Print every record exactly, omitting none.
** Opening EXTRACTED RECORDS block **
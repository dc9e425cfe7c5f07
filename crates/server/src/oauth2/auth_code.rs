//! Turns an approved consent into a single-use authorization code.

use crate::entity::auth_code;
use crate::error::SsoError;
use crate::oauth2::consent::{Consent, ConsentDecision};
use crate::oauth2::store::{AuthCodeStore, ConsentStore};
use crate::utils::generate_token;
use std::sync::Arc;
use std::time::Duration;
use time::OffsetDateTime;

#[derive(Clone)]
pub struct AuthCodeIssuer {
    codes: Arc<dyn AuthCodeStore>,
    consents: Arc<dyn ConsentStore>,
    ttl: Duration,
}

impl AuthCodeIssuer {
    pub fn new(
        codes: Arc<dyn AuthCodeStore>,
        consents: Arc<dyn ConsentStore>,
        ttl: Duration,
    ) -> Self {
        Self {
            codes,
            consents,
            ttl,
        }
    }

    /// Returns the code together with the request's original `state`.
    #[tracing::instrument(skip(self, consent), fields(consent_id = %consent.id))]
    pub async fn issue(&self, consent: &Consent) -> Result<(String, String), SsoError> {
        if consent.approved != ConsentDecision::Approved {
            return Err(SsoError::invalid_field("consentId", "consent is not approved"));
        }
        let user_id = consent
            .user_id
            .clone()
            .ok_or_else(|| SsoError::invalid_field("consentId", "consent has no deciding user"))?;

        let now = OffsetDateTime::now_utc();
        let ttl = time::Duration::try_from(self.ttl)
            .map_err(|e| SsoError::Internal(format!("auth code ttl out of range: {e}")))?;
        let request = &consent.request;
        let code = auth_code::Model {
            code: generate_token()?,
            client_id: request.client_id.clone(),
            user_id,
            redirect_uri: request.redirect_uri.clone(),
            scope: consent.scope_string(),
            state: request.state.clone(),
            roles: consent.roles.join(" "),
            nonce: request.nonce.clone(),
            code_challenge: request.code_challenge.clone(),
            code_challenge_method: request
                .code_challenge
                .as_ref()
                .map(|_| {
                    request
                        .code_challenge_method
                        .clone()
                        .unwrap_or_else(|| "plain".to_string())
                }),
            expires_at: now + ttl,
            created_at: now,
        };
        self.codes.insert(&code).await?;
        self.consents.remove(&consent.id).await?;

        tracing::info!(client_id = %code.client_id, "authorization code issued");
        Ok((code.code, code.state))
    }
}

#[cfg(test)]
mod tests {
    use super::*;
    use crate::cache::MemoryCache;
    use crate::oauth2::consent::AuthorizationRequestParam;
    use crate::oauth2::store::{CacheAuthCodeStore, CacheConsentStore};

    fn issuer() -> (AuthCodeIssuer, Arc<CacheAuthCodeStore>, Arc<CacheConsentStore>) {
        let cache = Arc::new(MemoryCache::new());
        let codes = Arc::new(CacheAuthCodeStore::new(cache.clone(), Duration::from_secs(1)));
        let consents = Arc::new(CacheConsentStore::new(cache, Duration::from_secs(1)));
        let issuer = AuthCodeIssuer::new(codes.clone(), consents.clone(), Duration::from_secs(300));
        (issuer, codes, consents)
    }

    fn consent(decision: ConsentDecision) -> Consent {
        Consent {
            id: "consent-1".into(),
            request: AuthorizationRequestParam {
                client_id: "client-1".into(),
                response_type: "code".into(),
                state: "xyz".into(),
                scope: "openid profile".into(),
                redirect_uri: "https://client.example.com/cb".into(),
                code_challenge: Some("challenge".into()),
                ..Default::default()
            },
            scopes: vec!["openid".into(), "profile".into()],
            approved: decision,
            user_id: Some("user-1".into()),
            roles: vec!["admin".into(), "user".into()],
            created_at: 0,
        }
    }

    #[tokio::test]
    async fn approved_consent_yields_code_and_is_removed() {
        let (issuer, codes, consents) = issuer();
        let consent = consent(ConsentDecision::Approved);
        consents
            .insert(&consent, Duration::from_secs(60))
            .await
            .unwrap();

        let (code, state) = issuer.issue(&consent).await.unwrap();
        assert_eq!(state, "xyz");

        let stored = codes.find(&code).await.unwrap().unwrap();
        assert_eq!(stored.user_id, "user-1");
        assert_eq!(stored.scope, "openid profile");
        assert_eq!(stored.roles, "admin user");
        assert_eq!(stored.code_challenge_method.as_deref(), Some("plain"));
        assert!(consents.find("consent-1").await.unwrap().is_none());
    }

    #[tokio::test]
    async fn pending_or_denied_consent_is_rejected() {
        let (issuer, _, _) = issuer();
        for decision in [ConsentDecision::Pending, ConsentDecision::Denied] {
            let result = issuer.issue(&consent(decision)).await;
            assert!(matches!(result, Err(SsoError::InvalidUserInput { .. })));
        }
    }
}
** Closing EXTRACTED RECORDS block **
RESPONSE:
repository dc9e425cfe7c5f07
filename crates/server/src/oauth2/auth_code.rs
//! Turns an approved consent into a single-use authorization code.

use crate::entity::auth_code;
use crate::error::SsoError;
use crate::oauth2::consent::{Consent, ConsentDecision};
use crate::oauth2::store::{AuthCodeStore, ConsentStore};
use crate::utils::generate_token;
use std::sync::Arc;
use std::time::Duration;
use time::OffsetDateTime;

#[derive(Clone)]
pub struct AuthCodeIssuer {
    codes: Arc<dyn AuthCodeStore>,
    consents: Arc<dyn ConsentStore>,
    ttl: Duration,
}

impl AuthCodeIssuer {
    pub fn new(
        codes: Arc<dyn AuthCodeStore>,
        consents: Arc<dyn ConsentStore>,
        ttl: Duration,
    ) -> Self {
        Self {
            codes,
            consents,
            ttl,
        }
    }

    /// Returns the code together with the request's original `state`.
    #[tracing::instrument(skip(self, consent), fields(consent_id = %consent.id))]
    pub async fn issue(&self, consent: &Consent) -> Result<(String, String), SsoError> {
        if consent.approved != ConsentDecision::Approved {
            return Err(SsoError::invalid_field("consentId", "consent is not approved"));
        }
        let user_id = consent
            .user_id
            .clone()
            .ok_or_else(|| SsoError::invalid_field("consentId", "consent has no deciding user"))?;

        let now = OffsetDateTime::now_utc();
        let ttl = time::Duration::try_from(self.ttl)
            .map_err(|e| SsoError::Internal(format!("auth code ttl out of range: {e}")))?;
        let request = &consent.request;
        let code = auth_code::Model {
            code: generate_token()?,
            client_id: request.client_id.clone(),
            user_id,
            redirect_uri: request.redirect_uri.clone(),
            scope: consent.scope_string(),
            state: request.state.clone(),
            roles: consent.roles.join(" "),
            nonce: request.nonce.clone(),
            code_challenge: request.code_challenge.clone(),
            code_challenge_method: request
                .code_challenge
                .as_ref()
                .map(|_| {
                    request
                        .code_challenge_method
                        .clone()
                        .unwrap_or_else(|| "plain".to_string())
                }),
            expires_at: now + ttl,
            created_at: now,
        };
        self.codes.insert(&code).await?;
        self.consents.remove(&consent.id).await?;

        tracing::info!(client_id = %code.client_id, "authorization code issued");
        Ok((code.code, code.state))
    }
}

#[cfg(test)]
mod tests {
    use super::*;
    use crate::cache::MemoryCache;
    use crate::oauth2::consent::AuthorizationRequestParam;
    use crate::oauth2::store::{CacheAuthCodeStore, CacheConsentStore};

    fn issuer() -> (AuthCodeIssuer, Arc<CacheAuthCodeStore>, Arc<CacheConsentStore>) {
        let cache = Arc::new(MemoryCache::new());
        let codes = Arc::new(CacheAuthCodeStore::new(cache.clone(), Duration::from_secs(1)));
        let consents = Arc::new(CacheConsentStore::new(cache, Duration::from_secs(1)));
        let issuer = AuthCodeIssuer::new(codes.clone(), consents.clone(), Duration::from_secs(300));
        (issuer, codes, consents)
    }

    fn consent(decision: ConsentDecision) -> Consent {
        Consent {
            id: "consent-1".into(),
            request: AuthorizationRequestParam {
                client_id: "client-1".into(),
                response_type: "code".into(),
                state: "xyz".into(),
                scope: "openid profile".into(),
                redirect_uri: "https://client.example.com/cb".into(),
                code_challenge: Some("challenge".into()),
                ..Default::default()
            },
            scopes: vec!["openid".into(), "profile".into()],
            approved: decision,
            user_id: Some("user-1".into()),
            roles: vec!["admin".into(), "user".into()],
            created_at: 0,
        }
    }

    #[tokio::test]
    async fn approved_consent_yields_code_and_is_removed() {
        let (issuer, codes, consents) = issuer();
        let consent = consent(ConsentDecision::Approved);
        consents
            .insert(&consent, Duration::from_secs(60))
            .await
            .unwrap();

        let (code, state) = issuer.issue(&consent).await.unwrap();
        assert_eq!(state, "xyz");

        let stored = codes.find(&code).await.unwrap().unwrap();
        assert_eq!(stored.user_id, "user-1");
        assert_eq!(stored.scope, "openid profile");
        assert_eq!(stored.roles, "admin user");
        assert_eq!(stored.code_challenge_method.as_deref(), Some("plain"));
        assert!(consents.find("consent-1").await.unwrap().is_none());
    }

    #[tokio::test]
    async fn pending_or_denied_consent_is_rejected() {
        let (issuer, _, _) = issuer();
        for decision in [ConsentDecision::Pending, ConsentDecision::Denied] {
            let result = issuer.issue(&consent(decision)).await;
            assert!(matches!(result, Err(SsoError::InvalidUserInput { .. })));
        }
    }
}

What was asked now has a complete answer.